O ex-marqueteiro do Partido dos Trabalhadores (PT) estava hospitalizado para tratar um câncer no cérebro e fazia quimioterapia. Em junho, ele foi diagnosticado com a Covid-19, teve o quadro de saúde agravado e precisou ser intubado. O corpo de Duda será cremado, e os detalhes sobre o local estão sendo definidos pelos familiares.
A TRAJETÓRIA
José Eduardo Cavalcanti de Mendonça, o Duda, nasceu em 10 de agosto de 1944, em Salvador. A trajetória profissional de quase 50 anos começou a ganhar forma ainda em 1975, quando ele criou a agência DM9 Propaganda.
Entre as campanhas que liderou, se destacam a de Paulo Maluf à Prefeitura de São Paulo em 1992, quando criou o slogan São Paulo é Paulo. Ele também foi o responsável pela mudança de postura do então candidato a presidente Luiz Inácio Lula da Silva a chegar ao Palácio do Planalto pela primeira vez, deixando a marca do publicitário na campanha de “Lulinha Paz e Amor” em 2002. Na Europa, Duda também ajudou a eleger o ex-primeiro-ministro lusitano Pedro Santana Lopes.

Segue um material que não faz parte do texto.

//! Task tool operations.

use std::collections::BTreeMap;

use ansible_core::limits::{self, MAX_CONTEXT, MAX_DESCRIPTION, MAX_RESULT, MAX_TITLE};
use ansible_core::{
    fresh_id, maps, now_ms, AgentId, NodeContext, Task, TaskStatus, TaskUpdate,
};
use serde::{Deserialize, Serialize};
use tracing::{debug, warn};

use crate::error::{ToolError, ToolResult};

use super::Tools;

/// Result of `delegate_task`.
#[derive(Debug, Clone, Serialize, Deserialize)]
#[serde(rename_all = "camelCase")]
pub struct DelegateTaskResult {
    pub task_id: String,
    pub assigned_to: Vec<String>,
}

/// Read view of a task (`get_task` / `list_tasks`).
#[derive(Debug, Clone, Serialize, Deserialize)]
#[serde(rename_all = "camelCase")]
pub struct TaskView {
    pub id: String,
    pub title: String,
    pub status: TaskStatus,
    pub assigned_to: Vec<String>,
    pub claimed_by: Option<String>,
    pub created_at: i64,
    pub updated_at: i64,
}

impl From<&Task> for TaskView {
    fn from(task: &Task) -> Self {
        Self {
            id: task.id.clone(),
            title: task.title.clone(),
            status: task.status,
            assigned_to: task.assignees().iter().map(ToString::to_string).collect(),
            claimed_by: task.claimed_by_agent.as_ref().map(ToString::to_string),
            created_at: task.created_at,
            updated_at: task.updated_at,
        }
    }
}

impl Tools {
    /// Create a pending task, resolving its assignment: an explicit
    /// assignee takes precedence; otherwise a required skill is matched
    /// against every agent's published context.
    pub fn delegate_task(
        &self,
        title: &str,
        description: &str,
        context: Option<&str>,
        assigned_to: Option<AgentId>,
        requires: Vec<String>,
        skill_required: Option<String>,
        metadata: Option<serde_json::Value>,
    ) -> ToolResult<DelegateTaskResult> {
        self.ensure_authorized()?;
        limits::ensure_len("title", title, MAX_TITLE)?;
        limits::ensure_len("description", description, MAX_DESCRIPTION)?;
        if let Some(context) = context {
            limits::ensure_max_len("context", context, MAX_CONTEXT)?;
        }

        let assignees: Vec<AgentId> = if let Some(agent) = assigned_to {
            vec![agent]
        } else if let Some(skill) = &skill_required {
            self.doc()
                .entries_as::<NodeContext>(maps::CONTEXT)
                .into_iter()
                .filter(|(_, c)| c.skills.iter().any(|s| s == skill))
                .map(|(agent, _)| AgentId::new(agent))
                .collect()
        } else {
            Vec::new()
        };

        let now = now_ms();
        let task = Task {
            id: fresh_id(),
            title: title.to_string(),
            description: description.to_string(),
            status: TaskStatus::Pending,
            created_by_agent: self.self_agent(),
            created_by_node: self.node().clone(),
            created_at: now,
            updated_at: now,
            assigned_to_agent: assignees.first().cloned(),
            assigned_to_agents: assignees.iter().skip(1).cloned().collect(),
            requires,
            skill_required,
            claimed_by_agent: None,
            claimed_by_node: None,
            claimed_at: None,
            completed_at: None,
            result: None,
            context: context.map(ToString::to_string),
            intent: None,
            metadata,
            updates: Vec::new(),
            delivery: BTreeMap::new(),
        };
        let id = task.id.clone();
        self.doc().insert(maps::TASKS, &id, &task);
        self.request_reconcile("delegate_task");
        debug!(task = %id, assignees = assignees.len(), "task delegated");
        Ok(DelegateTaskResult {
            task_id: id,
            assigned_to: assignees.iter().map(ToString::to_string).collect(),
        })
    }

    /// Transition a pending task to claimed. Accepts an id prefix.
    ///
    /// # Errors
    ///
    /// Returns [`ToolError::InvalidState`] for any non-pending task —
    /// reclaiming is always rejected.
    pub fn claim_task(&self, task_ref: &str, agent: Option<AgentId>) -> ToolResult<TaskView> {
        self.ensure_authorized()?;
        let (key, mut task) = self.resolve_task(task_ref)?;
        if task.status != TaskStatus::Pending {
            return Err(ToolError::InvalidState(format!(
                "task {key} is {:?}, only pending tasks can be claimed",
                task.status
            )));
        }

        let claimer = agent.unwrap_or_else(|| self.self_agent());
        let now = now_ms();
        task.status = TaskStatus::Claimed;
        task.claimed_by_agent = Some(claimer.clone());
        task.claimed_by_node = Some(self.node().clone());
        task.claimed_at = Some(now);
        task.updated_at = now;
        self.doc().insert(maps::TASKS, &key, &task);
        self.request_reconcile("claim_task");
        Ok(TaskView::from(&task))
    }

    /// Progress update from the claimer: `in_progress` or `failed`, with
    /// an optional note and partial result.
    pub fn update_task(
        &self,
        task_ref: &str,
        status: TaskStatus,
        note: Option<&str>,
        result: Option<&str>,
        notify: bool,
        agent: Option<AgentId>,
    ) -> ToolResult<TaskView> {
        self.ensure_authorized()?;
        if !matches!(status, TaskStatus::InProgress | TaskStatus::Failed) {
            return Err(ToolError::InvalidParams(
                "status must be in_progress or failed".to_string(),
            ));
        }
        if let Some(result) = result {
            limits::ensure_max_len("result", result, MAX_RESULT)?;
        }

        let (key, mut task) = self.resolve_task(task_ref)?;
        let acting = agent.unwrap_or_else(|| self.self_agent());
        self.ensure_claimer(&task, &acting)?;

        let now = now_ms();
        task.status = status;
        task.updated_at = now;
        if let Some(result) = result {
            task.result = Some(result.to_string());
        }
        task.updates.push(TaskUpdate {
            at: now,
            by_agent: acting.clone(),
            status: Some(status),
            note: note.map(ToString::to_string),
        });
        self.doc().insert(maps::TASKS, &key, &task);

        if notify {
            self.notify_creator(&task, &acting, &format!("task update ({status:?})"), note);
        }
        Ok(TaskView::from(&task))
    }

    /// Complete a task. Only the claimer may; the creator is always
    /// notified (best-effort).
    pub fn complete_task(
        &self,
        task_ref: &str,
        result: Option<&str>,
        agent: Option<AgentId>,
    ) -> ToolResult<TaskView> {
        self.ensure_authorized()?;
        if let Some(result) = result {
            limits::ensure_max_len("result", result, MAX_RESULT)?;
        }

        let (key, mut task) = self.resolve_task(task_ref)?;
        let acting = agent.unwrap_or_else(|| self.self_agent());
        self.ensure_claimer(&task, &acting)?;

        let now = now_ms();
        task.status = TaskStatus::Completed;
        task.completed_at = Some(now);
        task.updated_at = now;
        if let Some(result) = result {
            task.result = Some(result.to_string());
        }
        task.updates.push(TaskUpdate {
            at: now,
            by_agent: acting.clone(),
            status: Some(TaskStatus::Completed),
            note: None,
        });
        self.doc().insert(maps::TASKS, &key, &task);

        self.notify_creator(&task, &acting, "task completed", result);
        Ok(TaskView::from(&task))
    }

    /// Fetch one task by id or unique prefix.
    pub fn get_task(&self, task_ref: &str) -> ToolResult<Task> {
        self.ensure_authorized()?;
        Ok(self.resolve_task(task_ref)?.1)
    }

    /// List tasks, optionally filtered by status, newest first.
    pub fn list_tasks(&self, status: Option<TaskStatus>) -> ToolResult<Vec<TaskView>> {
        self.ensure_authorized()?;
        let mut tasks: Vec<Task> = self
            .doc()
            .entries_as::<Task>(maps::TASKS)
            .into_iter()
            .map(|(_, t)| t)
            .filter(|t| status.map_or(true, |s| t.status == s))
            .collect();
        tasks.sort_by(|a, b| b.created_at.cmp(&a.created_at).then_with(|| b.id.cmp(&a.id)));
        Ok(tasks.iter().map(TaskView::from).collect())
    }

    fn ensure_claimer(&self, task: &Task, acting: &AgentId) -> ToolResult<()> {
        match &task.claimed_by_agent {
            Some(claimer) if claimer == acting => Ok(()),
            Some(claimer) => Err(ToolError::InvalidState(format!(
                "task {} is claimed by {claimer}",
                task.id
            ))),
            None => Err(ToolError::InvalidState(format!(
                "task {} is not claimed",
                task.id
            ))),
        }
    }

    /// Best-effort notification to the task creator; a failure is logged
    /// and never fails the parent operation.
    fn notify_creator(&self, task: &Task, from: &AgentId, what: &str, detail: Option<&str>) {
        if task.created_by_agent == *from {
            return;
        }
        let content = match detail {
            Some(detail) => format!("{what}: {} — {detail}", task.title),
            None => format!("{what}: {}", task.title),
        };
        if let Err(e) = self.send_message(&content, vec![task.created_by_agent.clone()], None) {
            warn!(task = %task.id, error = %e, "creator notification failed");
        }
    }
}

#[cfg(test)]
mod tests {
    use super::*;
    use crate::tools::test_support::tools;
    use ansible_core::Message;

    #[test]
    fn delegate_validates_limits_at_the_boundary() {
        let t = tools("bb1");
        let title = "x".repeat(MAX_TITLE);
        t.delegate_task(&title, "d", None, None, Vec::new(), None, None)
            .unwrap();

        let too_long = "x".repeat(MAX_TITLE + 1);
        let err = t
            .delegate_task(&too_long, "d", None, None, Vec::new(), None, None)
            .unwrap_err();
        assert_eq!(err.kind(), ansible_core::ErrorKind::InvalidParams);

        let description = "y".repeat(MAX_DESCRIPTION + 1);
        let err = t
            .delegate_task("t", &description, None, None, Vec::new(), None, None)
            .unwrap_err();
        assert_eq!(err.kind(), ansible_core::ErrorKind::InvalidParams);
    }

    #[test]
    fn delegation_resolves_assignment_by_skill() {
        let t = tools("bb1");
        t.doc().insert(
            maps::CONTEXT,
            "rustacean",
            &NodeContext {
                skills: vec!["rust".to_string()],
                ..NodeContext::default()
            },
        );
        t.doc().insert(
            maps::CONTEXT,
            "pythonista",
            &NodeContext {
                skills: vec!["python".to_string()],
                ..NodeContext::default()
            },
        );

        let result = t
            .delegate_task(
                "port it",
                "port the thing",
                None,
                None,
                Vec::new(),
                Some("rust".to_string()),
                None,
            )
            .unwrap();
        assert_eq!(result.assigned_to, vec!["rustacean".to_string()]);

        // Explicit assignment wins over skill matching.
        let result = t
            .delegate_task(
                "port it",
                "port the thing",
                None,
                Some(AgentId::new("chosen")),
                Vec::new(),
                Some("rust".to_string()),
                None,
            )
            .unwrap();
        assert_eq!(result.assigned_to, vec!["chosen".to_string()]);
    }

    #[test]
    fn claim_lifecycle_rejects_reclaim_and_non_claimer_updates() {
        let t = tools("bb1");
        let created = t
            .delegate_task("work", "do it", None, Some(AgentId::new("bb1")), Vec::new(), None, None)
            .unwrap();

        let view = t.claim_task(&created.task_id, None).unwrap();
        assert_eq!(view.status, TaskStatus::Claimed);
        assert_eq!(view.claimed_by.as_deref(), Some("bb1"));

        // Reclaim of a non-pending task is rejected.
        let err = t.claim_task(&created.task_id, None).unwrap_err();
        assert_eq!(err.kind(), ansible_core::ErrorKind::InvalidState);

        // A non-claimer cannot update or complete.
        let err = t
            .update_task(
                &created.task_id,
                TaskStatus::InProgress,
                None,
                None,
                false,
                Some(AgentId::new("intruder")),
            )
            .unwrap_err();
        assert_eq!(err.kind(), ansible_core::ErrorKind::InvalidState);
        let err = t
            .complete_task(&created.task_id, None, Some(AgentId::new("intruder")))
            .unwrap_err();
        assert_eq!(err.kind(), ansible_core::ErrorKind::InvalidState);

        // The claimer can move it along.
        let view = t
            .update_task(
                &created.task_id,
                TaskStatus::InProgress,
                Some("halfway"),
                None,
                false,
                None,
            )
            .unwrap();
        assert_eq!(view.status, TaskStatus::InProgress);

        let view = t.complete_task(&created.task_id, Some("done"), None).unwrap();
        assert_eq!(view.status, TaskStatus::Completed);
        let stored: Task = t.doc().get_as(maps::TASKS, &created.task_id).unwrap();
        assert!(stored.completed_at.is_some());
        assert_eq!(stored.result.as_deref(), Some("done"));
        assert_eq!(stored.updates.len(), 2);
    }

    #[test]
    fn update_task_accepts_only_progress_or_failed() {
        let t = tools("bb1");
        let created = t
            .delegate_task("work", "do it", None, None, Vec::new(), None, None)
            .unwrap();
        t.claim_task(&created.task_id, None).unwrap();

        let err = t
            .update_task(&created.task_id, TaskStatus::Completed, None, None, false, None)
            .unwrap_err();
        assert_eq!(err.kind(), ansible_core::ErrorKind::InvalidParams);
    }

    #[test]
    fn completion_notifies_the_creator() {
        let t = tools("bb1");
        let created = t
            .delegate_task("work", "do it", None, None, Vec::new(), None, None)
            .unwrap();
        // Claim as a different agent so the creator notification fires.
        t.claim_task(&created.task_id, Some(AgentId::new("worker")))
            .unwrap();
        t.complete_task(&created.task_id, Some("all good"), Some(AgentId::new("worker")))
            .unwrap();

        let notification = t
            .doc()
            .entries_as::<Message>(maps::MESSAGES)
            .into_iter()
            .map(|(_, m)| m)
            .find(|m| m.content.contains("task completed"))
            .expect("creator notification");
        assert_eq!(notification.to_agents, vec![AgentId::new("bb1")]);
    }

    #[test]
    fn list_tasks_filters_by_status() {
        let t = tools("bb1");
        let a = t
            .delegate_task("a", "d", None, None, Vec::new(), None, None)
            .unwrap();
        let _b = t
            .delegate_task("b", "d", None, None, Vec::new(), None, None)
            .unwrap();
        t.claim_task(&a.task_id, None).unwrap();

        assert_eq!(t.list_tasks(None).unwrap().len(), 2);
        assert_eq!(t.list_tasks(Some(TaskStatus::Pending)).unwrap().len(), 1);
        assert_eq!(t.list_tasks(Some(TaskStatus::Claimed)).unwrap().len(), 1);
        assert_eq!(t.get_task(&a.task_id).unwrap().id, a.task_id);
    }
}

O publicitário também atuou nas campanhas dos irmãos Ciro e Cid Gomes no Ceará, respectivamente a deputado federal e a governador, em 2006. Os dois se elegeram.
O primeiro escândalo de corrupção em que Duda Mendonça foi citado foi o Mensalão, em 2005. O marqueteiro virou réu no Supremo Tribunal Federal (STF) junto com outras 37 pessoas e foi acusado de lavagem de dinheiro e evasão de divisas.
Em 2017, o publicitário assinou um acordo de delação premiada relacionado à Lava Jato, que foi homologado pelo ministro Edson Fachin, do STF. Ele foi o terceiro marqueteiro do partido a assinar a delação. As revelações foram anexadas à investigação e são mantidas sob sigilo desde então.